##### TASK INPUT

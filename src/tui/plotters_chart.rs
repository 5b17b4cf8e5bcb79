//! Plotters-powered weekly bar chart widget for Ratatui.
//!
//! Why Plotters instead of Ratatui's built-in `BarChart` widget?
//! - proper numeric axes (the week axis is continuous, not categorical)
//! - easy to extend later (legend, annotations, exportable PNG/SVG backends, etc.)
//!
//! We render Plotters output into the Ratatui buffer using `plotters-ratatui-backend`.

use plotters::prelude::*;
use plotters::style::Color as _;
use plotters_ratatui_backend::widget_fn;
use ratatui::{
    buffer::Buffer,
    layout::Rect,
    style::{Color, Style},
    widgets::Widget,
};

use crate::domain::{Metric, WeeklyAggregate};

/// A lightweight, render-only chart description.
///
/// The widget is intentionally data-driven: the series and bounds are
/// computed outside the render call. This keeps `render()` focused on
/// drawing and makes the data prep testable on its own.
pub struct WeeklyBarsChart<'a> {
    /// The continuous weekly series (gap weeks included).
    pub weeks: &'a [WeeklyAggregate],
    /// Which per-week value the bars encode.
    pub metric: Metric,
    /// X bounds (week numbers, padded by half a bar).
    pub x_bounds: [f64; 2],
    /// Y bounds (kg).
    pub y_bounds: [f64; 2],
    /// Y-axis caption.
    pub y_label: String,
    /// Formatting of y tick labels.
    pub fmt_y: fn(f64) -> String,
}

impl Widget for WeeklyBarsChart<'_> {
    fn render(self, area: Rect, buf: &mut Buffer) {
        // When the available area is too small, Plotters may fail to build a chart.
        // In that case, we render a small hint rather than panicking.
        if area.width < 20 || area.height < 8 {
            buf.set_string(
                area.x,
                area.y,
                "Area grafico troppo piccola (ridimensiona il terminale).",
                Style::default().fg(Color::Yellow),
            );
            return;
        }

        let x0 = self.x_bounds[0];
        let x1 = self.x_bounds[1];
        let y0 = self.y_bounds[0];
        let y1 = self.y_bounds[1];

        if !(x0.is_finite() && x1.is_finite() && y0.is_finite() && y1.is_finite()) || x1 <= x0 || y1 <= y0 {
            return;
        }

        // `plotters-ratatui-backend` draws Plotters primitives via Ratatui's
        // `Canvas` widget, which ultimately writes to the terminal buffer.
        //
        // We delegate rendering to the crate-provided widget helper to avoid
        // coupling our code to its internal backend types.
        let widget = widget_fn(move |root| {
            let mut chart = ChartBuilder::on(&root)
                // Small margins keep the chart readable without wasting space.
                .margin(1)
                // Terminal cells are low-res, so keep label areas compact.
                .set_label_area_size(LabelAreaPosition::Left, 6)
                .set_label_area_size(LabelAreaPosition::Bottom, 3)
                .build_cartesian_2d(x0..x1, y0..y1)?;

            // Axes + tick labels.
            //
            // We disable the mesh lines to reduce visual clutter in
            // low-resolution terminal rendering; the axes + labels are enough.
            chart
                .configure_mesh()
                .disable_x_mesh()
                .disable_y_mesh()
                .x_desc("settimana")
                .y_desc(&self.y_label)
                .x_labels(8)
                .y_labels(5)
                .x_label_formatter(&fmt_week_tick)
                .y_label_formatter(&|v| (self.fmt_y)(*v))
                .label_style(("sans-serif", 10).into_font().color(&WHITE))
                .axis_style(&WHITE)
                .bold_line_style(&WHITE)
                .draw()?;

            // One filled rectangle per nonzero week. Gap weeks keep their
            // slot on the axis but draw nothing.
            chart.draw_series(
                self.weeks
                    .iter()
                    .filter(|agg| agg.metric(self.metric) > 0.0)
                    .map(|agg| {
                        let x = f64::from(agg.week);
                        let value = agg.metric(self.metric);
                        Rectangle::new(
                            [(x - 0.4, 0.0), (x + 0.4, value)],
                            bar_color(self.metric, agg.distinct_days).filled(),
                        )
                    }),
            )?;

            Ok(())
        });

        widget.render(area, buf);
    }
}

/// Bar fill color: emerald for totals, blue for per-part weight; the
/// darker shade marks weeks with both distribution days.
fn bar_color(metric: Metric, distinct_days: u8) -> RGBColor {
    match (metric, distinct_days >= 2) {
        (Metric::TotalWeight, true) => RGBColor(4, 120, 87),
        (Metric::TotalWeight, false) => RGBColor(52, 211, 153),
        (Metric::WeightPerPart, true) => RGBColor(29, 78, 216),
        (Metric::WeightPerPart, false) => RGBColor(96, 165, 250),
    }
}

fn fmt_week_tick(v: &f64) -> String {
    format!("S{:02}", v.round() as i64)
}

##########
##### TASK INPUT

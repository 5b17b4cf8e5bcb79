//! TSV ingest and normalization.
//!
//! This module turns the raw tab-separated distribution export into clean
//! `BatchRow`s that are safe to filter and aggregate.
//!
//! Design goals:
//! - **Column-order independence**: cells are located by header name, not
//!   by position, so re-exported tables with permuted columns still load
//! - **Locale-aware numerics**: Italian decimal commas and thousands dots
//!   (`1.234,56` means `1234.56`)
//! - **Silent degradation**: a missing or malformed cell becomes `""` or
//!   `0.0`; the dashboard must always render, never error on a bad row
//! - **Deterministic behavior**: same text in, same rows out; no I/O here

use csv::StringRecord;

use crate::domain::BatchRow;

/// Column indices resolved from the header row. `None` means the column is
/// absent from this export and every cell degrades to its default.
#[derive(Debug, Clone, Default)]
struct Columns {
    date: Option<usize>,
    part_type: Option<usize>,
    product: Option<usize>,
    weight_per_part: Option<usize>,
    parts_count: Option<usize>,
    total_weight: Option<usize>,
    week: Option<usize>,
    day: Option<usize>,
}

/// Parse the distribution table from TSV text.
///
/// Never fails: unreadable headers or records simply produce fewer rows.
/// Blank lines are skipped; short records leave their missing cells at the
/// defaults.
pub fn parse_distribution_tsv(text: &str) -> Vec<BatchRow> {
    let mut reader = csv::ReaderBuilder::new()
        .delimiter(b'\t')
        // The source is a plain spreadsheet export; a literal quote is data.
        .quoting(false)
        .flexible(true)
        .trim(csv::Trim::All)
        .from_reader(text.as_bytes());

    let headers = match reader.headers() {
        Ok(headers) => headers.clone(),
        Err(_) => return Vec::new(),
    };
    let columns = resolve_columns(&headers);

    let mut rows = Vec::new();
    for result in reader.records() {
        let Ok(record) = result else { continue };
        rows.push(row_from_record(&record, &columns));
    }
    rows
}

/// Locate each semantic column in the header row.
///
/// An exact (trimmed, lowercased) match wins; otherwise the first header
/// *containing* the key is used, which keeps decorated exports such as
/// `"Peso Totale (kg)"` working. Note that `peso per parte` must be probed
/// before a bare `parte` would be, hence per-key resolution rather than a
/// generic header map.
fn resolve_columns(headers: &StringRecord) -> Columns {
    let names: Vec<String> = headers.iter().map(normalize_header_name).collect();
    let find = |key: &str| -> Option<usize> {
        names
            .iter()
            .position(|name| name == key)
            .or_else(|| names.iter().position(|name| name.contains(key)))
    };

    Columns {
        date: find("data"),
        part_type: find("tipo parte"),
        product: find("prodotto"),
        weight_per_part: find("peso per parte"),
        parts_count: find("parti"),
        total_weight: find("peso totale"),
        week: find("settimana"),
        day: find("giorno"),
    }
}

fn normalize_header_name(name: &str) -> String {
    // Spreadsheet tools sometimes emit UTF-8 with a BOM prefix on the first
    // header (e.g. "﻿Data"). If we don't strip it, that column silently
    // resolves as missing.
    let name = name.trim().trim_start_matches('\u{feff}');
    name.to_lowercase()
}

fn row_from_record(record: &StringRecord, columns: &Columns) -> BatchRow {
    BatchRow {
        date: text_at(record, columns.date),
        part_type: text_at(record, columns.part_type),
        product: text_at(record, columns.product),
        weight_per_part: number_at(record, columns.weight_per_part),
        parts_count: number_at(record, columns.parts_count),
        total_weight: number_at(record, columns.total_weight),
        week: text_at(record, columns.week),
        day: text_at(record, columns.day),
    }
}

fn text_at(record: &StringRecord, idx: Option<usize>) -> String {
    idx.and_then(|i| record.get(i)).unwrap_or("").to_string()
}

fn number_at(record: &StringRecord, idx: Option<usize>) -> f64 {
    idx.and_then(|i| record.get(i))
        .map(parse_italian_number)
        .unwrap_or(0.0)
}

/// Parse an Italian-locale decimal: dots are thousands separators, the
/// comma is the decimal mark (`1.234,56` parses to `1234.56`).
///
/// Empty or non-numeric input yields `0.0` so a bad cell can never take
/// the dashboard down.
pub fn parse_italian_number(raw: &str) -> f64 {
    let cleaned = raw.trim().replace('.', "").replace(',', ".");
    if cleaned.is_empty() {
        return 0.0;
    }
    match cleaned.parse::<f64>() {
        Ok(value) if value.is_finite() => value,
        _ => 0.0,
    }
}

##########

WHAT IS BEING ASKED: Your task is to retype the entries verbatim, starting with the line that holds "filename src/tui/plotters_chart.rs" and stopping after the line that holds "continuous, not categorical)".

TASK RESULT:
filename src/tui/plotters_chart.rs
repository 5b17b4cf8e5bcb79
//! Plotters-powered weekly bar chart widget for Ratatui.
//!
//! Why Plotters instead of Ratatui's built-in `BarChart` widget?
//! - proper numeric axes (the week axis is continuous, not categorical)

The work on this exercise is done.